▶ **TRY IT**
In the entries below, count every line containing "error". Reply with the number alone.

+ + +

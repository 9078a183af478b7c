//! kos-server: backend for a boarding-house (kos) rental site
//!
//! Rooms, bookings with deposit/installment payments, Midtrans Snap
//! checkout, payment reminders, tenant profiles, gallery and reviews,
//! plus realtime notifications over WebSocket.

pub mod api;
pub mod auth;
pub mod config;
pub mod db;
pub mod email;
pub mod error;
pub mod logger;
pub mod midtrans;
pub mod notify;
pub mod scheduler;
pub mod services;
pub mod state;
pub mod uploads;

pub use config::Config;
pub use error::{BoxError, ServiceError, ServiceResult};
pub use state::AppState;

+ + +

▶ **EXERCISE ANSWER**
2